# [YOUR TASK]
In this exercise, every entry below is to be reproduced word for word.

# [STORED DATA]
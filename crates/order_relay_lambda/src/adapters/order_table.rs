use order_relay_core::contract::OrderRecord;

pub trait OrderTable {
    fn put_order(&self, record: &OrderRecord) -> Result<(), String>;
}
use order_relay_core::notification::OrderNotification;

pub trait NotificationPublisher {
    fn publish(&self, notification: &OrderNotification) -> Result<(), String>;
}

# [THE COMPLETED TASK]
filename crates/order_relay_lambda/src/adapters/order_table.rs
use order_relay_core::contract::OrderRecord;

pub trait OrderTable {
    fn put_order(&self, record: &OrderRecord) -> Result<(), String>;
}
use order_relay_core::notification::OrderNotification;

pub trait NotificationPublisher {
    fn publish(&self, notification: &OrderNotification) -> Result<(), String>;
}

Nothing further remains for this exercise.